Saved entries:
:::

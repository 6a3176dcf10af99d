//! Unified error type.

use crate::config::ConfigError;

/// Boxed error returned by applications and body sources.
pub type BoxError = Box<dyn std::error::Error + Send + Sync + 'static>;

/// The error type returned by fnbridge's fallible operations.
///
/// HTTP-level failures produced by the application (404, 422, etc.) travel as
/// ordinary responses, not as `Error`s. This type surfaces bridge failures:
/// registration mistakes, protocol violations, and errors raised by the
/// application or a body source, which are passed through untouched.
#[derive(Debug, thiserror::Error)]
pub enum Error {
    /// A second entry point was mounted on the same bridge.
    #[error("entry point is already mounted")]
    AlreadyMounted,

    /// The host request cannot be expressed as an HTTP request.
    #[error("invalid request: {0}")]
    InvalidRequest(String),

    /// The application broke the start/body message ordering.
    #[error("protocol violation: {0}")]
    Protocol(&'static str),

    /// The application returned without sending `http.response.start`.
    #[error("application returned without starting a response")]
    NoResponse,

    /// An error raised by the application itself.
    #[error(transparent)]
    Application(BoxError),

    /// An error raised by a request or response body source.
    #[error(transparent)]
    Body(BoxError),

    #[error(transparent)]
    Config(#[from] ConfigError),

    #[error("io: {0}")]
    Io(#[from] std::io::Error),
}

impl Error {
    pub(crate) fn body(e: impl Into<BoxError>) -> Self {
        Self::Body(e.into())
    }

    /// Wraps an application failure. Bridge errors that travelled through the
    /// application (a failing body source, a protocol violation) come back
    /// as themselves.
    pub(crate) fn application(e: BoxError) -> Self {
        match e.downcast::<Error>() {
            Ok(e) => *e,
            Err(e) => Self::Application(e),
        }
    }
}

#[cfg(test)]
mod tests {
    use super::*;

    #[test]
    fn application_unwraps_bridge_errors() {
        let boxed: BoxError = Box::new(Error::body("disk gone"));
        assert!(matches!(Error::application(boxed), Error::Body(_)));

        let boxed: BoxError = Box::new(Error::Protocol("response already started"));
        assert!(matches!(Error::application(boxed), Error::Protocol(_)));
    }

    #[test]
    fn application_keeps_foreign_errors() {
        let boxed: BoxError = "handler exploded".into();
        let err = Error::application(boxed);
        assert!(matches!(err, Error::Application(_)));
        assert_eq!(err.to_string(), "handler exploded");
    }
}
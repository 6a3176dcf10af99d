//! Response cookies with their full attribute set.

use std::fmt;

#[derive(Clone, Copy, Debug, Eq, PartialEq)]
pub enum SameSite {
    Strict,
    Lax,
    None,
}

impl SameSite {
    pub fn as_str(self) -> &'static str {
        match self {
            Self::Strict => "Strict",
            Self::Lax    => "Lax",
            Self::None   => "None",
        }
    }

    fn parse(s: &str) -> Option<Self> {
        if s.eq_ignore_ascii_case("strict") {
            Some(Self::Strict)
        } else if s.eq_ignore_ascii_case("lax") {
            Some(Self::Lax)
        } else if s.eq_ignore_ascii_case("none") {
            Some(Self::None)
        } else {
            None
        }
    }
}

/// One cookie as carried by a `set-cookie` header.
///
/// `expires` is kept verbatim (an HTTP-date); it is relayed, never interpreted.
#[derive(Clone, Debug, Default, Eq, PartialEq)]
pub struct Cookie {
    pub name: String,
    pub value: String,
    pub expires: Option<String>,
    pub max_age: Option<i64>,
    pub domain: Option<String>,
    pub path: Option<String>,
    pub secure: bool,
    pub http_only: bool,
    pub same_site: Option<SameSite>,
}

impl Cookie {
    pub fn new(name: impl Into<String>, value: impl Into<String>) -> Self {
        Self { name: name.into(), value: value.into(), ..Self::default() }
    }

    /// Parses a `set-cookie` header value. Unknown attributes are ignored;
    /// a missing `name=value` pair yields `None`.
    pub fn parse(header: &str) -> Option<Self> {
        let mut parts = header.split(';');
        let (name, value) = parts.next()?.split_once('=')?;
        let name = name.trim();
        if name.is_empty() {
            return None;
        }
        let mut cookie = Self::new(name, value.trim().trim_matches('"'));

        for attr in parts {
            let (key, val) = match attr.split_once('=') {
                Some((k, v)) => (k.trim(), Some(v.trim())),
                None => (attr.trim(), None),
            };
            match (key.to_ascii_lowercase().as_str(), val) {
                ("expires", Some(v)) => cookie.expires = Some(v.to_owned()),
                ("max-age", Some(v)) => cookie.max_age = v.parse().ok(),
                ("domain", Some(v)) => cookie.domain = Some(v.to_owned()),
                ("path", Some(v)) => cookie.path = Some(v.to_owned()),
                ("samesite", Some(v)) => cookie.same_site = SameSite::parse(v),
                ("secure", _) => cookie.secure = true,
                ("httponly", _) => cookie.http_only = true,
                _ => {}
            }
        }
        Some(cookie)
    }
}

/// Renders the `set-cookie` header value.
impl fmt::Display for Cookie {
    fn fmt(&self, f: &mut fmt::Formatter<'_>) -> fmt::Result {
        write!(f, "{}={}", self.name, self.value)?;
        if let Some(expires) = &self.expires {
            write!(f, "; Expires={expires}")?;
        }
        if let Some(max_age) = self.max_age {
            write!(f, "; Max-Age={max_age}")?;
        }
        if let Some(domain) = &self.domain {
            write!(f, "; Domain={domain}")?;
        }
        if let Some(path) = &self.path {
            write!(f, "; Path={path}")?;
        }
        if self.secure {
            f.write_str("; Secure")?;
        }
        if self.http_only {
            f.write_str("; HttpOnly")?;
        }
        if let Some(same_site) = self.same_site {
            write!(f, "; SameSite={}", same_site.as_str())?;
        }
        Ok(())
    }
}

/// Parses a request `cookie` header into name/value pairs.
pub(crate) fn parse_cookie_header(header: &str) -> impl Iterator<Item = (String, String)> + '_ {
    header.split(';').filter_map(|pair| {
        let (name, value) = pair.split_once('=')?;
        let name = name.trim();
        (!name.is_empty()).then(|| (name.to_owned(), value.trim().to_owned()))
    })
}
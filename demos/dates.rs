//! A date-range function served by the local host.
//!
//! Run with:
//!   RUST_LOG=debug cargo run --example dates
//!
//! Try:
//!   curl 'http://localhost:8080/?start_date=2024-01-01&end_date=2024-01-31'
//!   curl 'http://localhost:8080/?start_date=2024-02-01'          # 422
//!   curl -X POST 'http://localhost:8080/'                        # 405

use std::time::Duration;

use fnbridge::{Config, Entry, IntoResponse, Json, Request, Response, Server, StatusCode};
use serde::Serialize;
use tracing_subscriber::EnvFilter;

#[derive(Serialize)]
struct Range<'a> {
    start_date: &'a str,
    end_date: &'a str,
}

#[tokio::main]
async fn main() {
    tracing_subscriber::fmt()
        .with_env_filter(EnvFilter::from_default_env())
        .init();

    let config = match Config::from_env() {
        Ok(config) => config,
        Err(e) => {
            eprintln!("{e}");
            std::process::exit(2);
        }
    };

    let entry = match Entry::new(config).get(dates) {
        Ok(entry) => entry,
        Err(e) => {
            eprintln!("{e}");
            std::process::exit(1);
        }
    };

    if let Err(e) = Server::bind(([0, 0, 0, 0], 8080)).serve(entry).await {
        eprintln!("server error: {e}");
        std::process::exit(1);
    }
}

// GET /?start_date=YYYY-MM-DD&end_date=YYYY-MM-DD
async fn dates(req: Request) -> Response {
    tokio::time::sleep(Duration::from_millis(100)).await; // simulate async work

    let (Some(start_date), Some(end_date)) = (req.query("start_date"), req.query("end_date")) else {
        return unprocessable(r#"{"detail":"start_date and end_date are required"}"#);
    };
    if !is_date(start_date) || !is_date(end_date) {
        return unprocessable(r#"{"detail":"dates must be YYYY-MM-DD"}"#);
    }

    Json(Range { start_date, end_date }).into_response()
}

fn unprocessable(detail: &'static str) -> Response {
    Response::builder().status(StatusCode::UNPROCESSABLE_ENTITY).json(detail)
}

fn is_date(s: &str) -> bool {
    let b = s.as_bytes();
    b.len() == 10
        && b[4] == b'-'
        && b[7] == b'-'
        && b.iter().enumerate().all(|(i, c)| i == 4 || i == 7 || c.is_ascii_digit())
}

:::

DIRECTIONS FOR THIS TASK:
Gather from the data above every line with the string "returned".

ANSWER TO THIS EXERCISE:
/// Boxed error returned by applications and body sources.
/// The error type returned by fnbridge's fallible operations.
    /// The application returned without sending `http.response.start`.
    #[error("application returned without starting a response")]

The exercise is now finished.